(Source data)
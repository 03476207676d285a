//
// Copyright 2017-2026 Hans W. Uhlig. All Rights Reserved.
//
// Licensed under the Apache License, Version 2.0 (the "License");
// you may not use this file except in compliance with the License.
// You may obtain a copy of the License at
//
//      http://www.apache.org/licenses/LICENSE-2.0
//
// Unless required by applicable law or agreed to in writing, software
// distributed under the License is distributed on an "AS IS" BASIS,
// WITHOUT WARRANTIES OR CONDITIONS OF ANY KIND, either express or implied.
// See the License for the specific language governing permissions and
// limitations under the License.
//

//! Core types for the BBS server

use std::fmt;
use std::net::SocketAddr;
use std::time::{Duration, Instant};

/// Unique identifier for a connection (monotonically increasing, never reused)
#[derive(Debug, Clone, Copy, PartialEq, Eq, Hash, PartialOrd, Ord)]
pub struct ConnectionId(u64);

impl ConnectionId {
    /// Create a new connection ID
    pub fn new(id: u64) -> Self {
        Self(id)
    }

    /// Get the underlying u64 value
    pub fn as_u64(&self) -> u64 {
        self.0
    }
}

impl fmt::Display for ConnectionId {
    fn fmt(&self, f: &mut fmt::Formatter<'_>) -> fmt::Result {
        write!(f, "conn-{}", self.0)
    }
}

/// Where a connection is in the login dialogue
///
/// Register and login each take two further lines (nickname, then password). Those steps are
/// states of their own so that a connection waiting for its next line never holds up anything.
/// Every state except [`SessionState::Authenticated`] counts as unauthenticated.
#[derive(Debug, Clone, PartialEq, Eq, Default)]
pub enum SessionState {
    /// Connected, not logged in
    #[default]
    Unauthenticated,
    /// Sent `register`, waiting for a nickname
    AwaitingRegisterNickname,
    /// Waiting for the password of a registration
    AwaitingRegisterPassword {
        /// Nickname given in the previous line
        nickname: String,
    },
    /// Sent `login`, waiting for a nickname
    AwaitingLoginNickname,
    /// Waiting for the password of a login
    AwaitingLoginPassword {
        /// Nickname given in the previous line
        nickname: String,
    },
    /// Logged in
    Authenticated {
        /// The user's nickname
        nickname: String,
    },
}

impl SessionState {
    /// Check if the connection has logged in or registered
    pub fn is_authenticated(&self) -> bool {
        matches!(self, Self::Authenticated { .. })
    }

    /// Get the nickname of an authenticated session
    pub fn nickname(&self) -> Option<&str> {
        match self {
            Self::Authenticated { nickname } => Some(nickname),
            _ => None,
        }
    }
}

impl fmt::Display for SessionState {
    fn fmt(&self, f: &mut fmt::Formatter<'_>) -> fmt::Result {
        match self {
            Self::Unauthenticated => write!(f, "unauthenticated"),
            Self::AwaitingRegisterNickname => write!(f, "register/nickname"),
            Self::AwaitingRegisterPassword { .. } => write!(f, "register/password"),
            Self::AwaitingLoginNickname => write!(f, "login/nickname"),
            Self::AwaitingLoginPassword { .. } => write!(f, "login/password"),
            Self::Authenticated { nickname } => write!(f, "authenticated({})", nickname),
        }
    }
}

/// Connection information snapshot (for non-blocking queries)
#[derive(Debug, Clone)]
pub struct ConnectionInfo {
    /// Connection ID
    pub id: ConnectionId,
    /// Peer address
    pub peer_addr: SocketAddr,
    /// Current dialogue state
    pub session: SessionState,
    /// When the connection was created
    pub created_at: Instant,
}

impl ConnectionInfo {
    /// Get the connection duration
    pub fn duration(&self) -> Duration {
        self.created_at.elapsed()
    }
}

/// Server snapshot for non-blocking debug information
#[derive(Debug, Clone)]
pub struct ServerSnapshot {
    /// Number of active connections
    pub active_connections: usize,
    /// Number of active connections that have logged in
    pub authenticated_connections: usize,
    /// Total connections since server start
    pub total_connections: u64,
    /// Server bind address
    pub bind_address: SocketAddr,
    /// Server uptime
    pub uptime: Duration,
}

impl fmt::Display for ServerSnapshot {
    fn fmt(&self, f: &mut fmt::Formatter<'_>) -> fmt::Result {
        write!(
            f,
            "BbsServer {{ active: {}, authenticated: {}, total: {}, addr: {}, uptime: {:?} }}",
            self.active_connections,
            self.authenticated_connections,
            self.total_connections,
            self.bind_address,
            self.uptime
        )
    }
}

#[cfg(test)]
mod tests {
    use super::*;

    #[test]
    fn test_connection_id() {
        let id1 = ConnectionId::new(1);
        let id2 = ConnectionId::new(2);

        assert_eq!(id1.as_u64(), 1);
        assert_ne!(id1, id2);
        assert!(id1 < id2);
        assert_eq!(id2.to_string(), "conn-2");
    }

    #[test]
    fn test_session_state_authenticated() {
        assert!(!SessionState::default().is_authenticated());
        assert!(!SessionState::AwaitingLoginPassword {
            nickname: "alice".to_string()
        }
        .is_authenticated());

        let state = SessionState::Authenticated {
            nickname: "alice".to_string(),
        };
        assert!(state.is_authenticated());
        assert_eq!(state.nickname(), Some("alice"));
    }

    #[test]
    fn test_session_state_hides_pending_nickname() {
        let state = SessionState::AwaitingRegisterPassword {
            nickname: "alice".to_string(),
        };
        assert_eq!(state.nickname(), None);
        assert_eq!(state.to_string(), "register/password");
    }
}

> **DIRECTIONS FOR THIS TASK**
Scan the data for lines containing "SessionState" and copy all of them.

> **YOUR SOLUTION**
/// Every state except [`SessionState::Authenticated`] counts as unauthenticated.
pub enum SessionState {
impl SessionState {
impl fmt::Display for SessionState {
    pub session: SessionState,
        assert!(!SessionState::default().is_authenticated());
        assert!(!SessionState::AwaitingLoginPassword {
        let state = SessionState::Authenticated {
        let state = SessionState::AwaitingRegisterPassword {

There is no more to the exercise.